Goal of the exercise — Restate the records below word for word, leaving nothing out.

*** Provided records ***

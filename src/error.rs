//! Error types for the sketchcache library.
//!
//! ## Key Components
//!
//! - [`ConfigError`]: Returned when cache construction parameters are invalid
//!   (e.g. zero counters, non-positive max cost, empty buffers).
//! - [`InvariantError`]: Returned by `check_invariants` when the policy's cost
//!   accounting and the store drift apart.
//!
//! ## Example Usage
//!
//! ```
//! use sketchcache::builder::CacheBuilder;
//! use sketchcache::error::ConfigError;
//!
//! let bad: Result<_, ConfigError> = CacheBuilder::<u64, u64>::new(0, 100).build();
//! assert!(bad.is_err());
//! ```

use std::fmt;

// ---------------------------------------------------------------------------
// InvariantError
// ---------------------------------------------------------------------------

/// Error returned when internal cache invariants are violated.
///
/// Produced by [`Cache::check_invariants`](crate::Cache::check_invariants) and
/// [`EvictionPolicy::check_invariants`](crate::policy::EvictionPolicy::check_invariants).
/// Carries a human-readable description of which invariant failed.
#[derive(Debug, Clone, PartialEq, Eq)]
pub struct InvariantError(String);

impl InvariantError {
    /// Creates a new `InvariantError` with the given description.
    #[inline]
    pub fn new(msg: impl Into<String>) -> Self {
        Self(msg.into())
    }

    /// Returns the error description.
    #[inline]
    pub fn message(&self) -> &str {
        &self.0
    }
}

impl fmt::Display for InvariantError {
    fn fmt(&self, f: &mut fmt::Formatter<'_>) -> fmt::Result {
        f.write_str(&self.0)
    }
}

impl std::error::Error for InvariantError {}

// ---------------------------------------------------------------------------
// ConfigError
// ---------------------------------------------------------------------------

/// Error returned when cache configuration parameters are invalid.
///
/// Produced by [`CacheBuilder::build`](crate::builder::CacheBuilder::build).
/// Carries a human-readable description of which parameter failed validation.
///
/// # Example
///
/// ```
/// use sketchcache::builder::CacheBuilder;
///
/// let err = CacheBuilder::<u64, u64>::new(1000, 0).build().unwrap_err();
/// assert!(err.to_string().contains("max_cost"));
/// ```
#[derive(Debug, Clone, PartialEq, Eq)]
pub struct ConfigError(String);

impl ConfigError {
    /// Creates a new `ConfigError` with the given description.
    #[inline]
    pub fn new(msg: impl Into<String>) -> Self {
        Self(msg.into())
    }

    /// Returns the error description.
    #[inline]
    pub fn message(&self) -> &str {
        &self.0
    }
}

impl fmt::Display for ConfigError {
    fn fmt(&self, f: &mut fmt::Formatter<'_>) -> fmt::Result {
        f.write_str(&self.0)
    }
}

impl std::error::Error for ConfigError {}

// ---------------------------------------------------------------------------
// Tests
// ---------------------------------------------------------------------------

***

Response below —
filename src/error.rs
//! Error types for the sketchcache library.
//!
//! ## Key Components
//!
//! - [`ConfigError`]: Returned when cache construction parameters are invalid
//!   (e.g. zero counters, non-positive max cost, empty buffers).
//! - [`InvariantError`]: Returned by `check_invariants` when the policy's cost
//!   accounting and the store drift apart.
//!
//! ## Example Usage
//!
//! ```
//! use sketchcache::builder::CacheBuilder;
//! use sketchcache::error::ConfigError;
//!
//! let bad: Result<_, ConfigError> = CacheBuilder::<u64, u64>::new(0, 100).build();
//! assert!(bad.is_err());
//! ```

use std::fmt;

// ---------------------------------------------------------------------------
// InvariantError
// ---------------------------------------------------------------------------

/// Error returned when internal cache invariants are violated.
///
/// Produced by [`Cache::check_invariants`](crate::Cache::check_invariants) and
/// [`EvictionPolicy::check_invariants`](crate::policy::EvictionPolicy::check_invariants).
/// Carries a human-readable description of which invariant failed.
#[derive(Debug, Clone, PartialEq, Eq)]
pub struct InvariantError(String);

impl InvariantError {
    /// Creates a new `InvariantError` with the given description.
    #[inline]
    pub fn new(msg: impl Into<String>) -> Self {
        Self(msg.into())
    }

    /// Returns the error description.
    #[inline]
    pub fn message(&self) -> &str {
        &self.0
    }
}

impl fmt::Display for InvariantError {
    fn fmt(&self, f: &mut fmt::Formatter<'_>) -> fmt::Result {
        f.write_str(&self.0)
    }
}

impl std::error::Error for InvariantError {}

// ---------------------------------------------------------------------------
// ConfigError
// ---------------------------------------------------------------------------

/// Error returned when cache configuration parameters are invalid.
///
/// Produced by [`CacheBuilder::build`](crate::builder::CacheBuilder::build).
/// Carries a human-readable description of which parameter failed validation.
///
/// # Example
///
/// ```
/// use sketchcache::builder::CacheBuilder;
///
/// let err = CacheBuilder::<u64, u64>::new(1000, 0).build().unwrap_err();
/// assert!(err.to_string().contains("max_cost"));
/// ```
#[derive(Debug, Clone, PartialEq, Eq)]
pub struct ConfigError(String);

impl ConfigError {
    /// Creates a new `ConfigError` with the given description.
    #[inline]
    pub fn new(msg: impl Into<String>) -> Self {
        Self(msg.into())
    }

    /// Returns the error description.
    #[inline]
    pub fn message(&self) -> &str {
        &self.0
    }
}

impl fmt::Display for ConfigError {
    fn fmt(&self, f: &mut fmt::Formatter<'_>) -> fmt::Result {
        f.write_str(&self.0)
    }
}

impl std::error::Error for ConfigError {}

// ---------------------------------------------------------------------------
// Tests
// ---------------------------------------------------------------------------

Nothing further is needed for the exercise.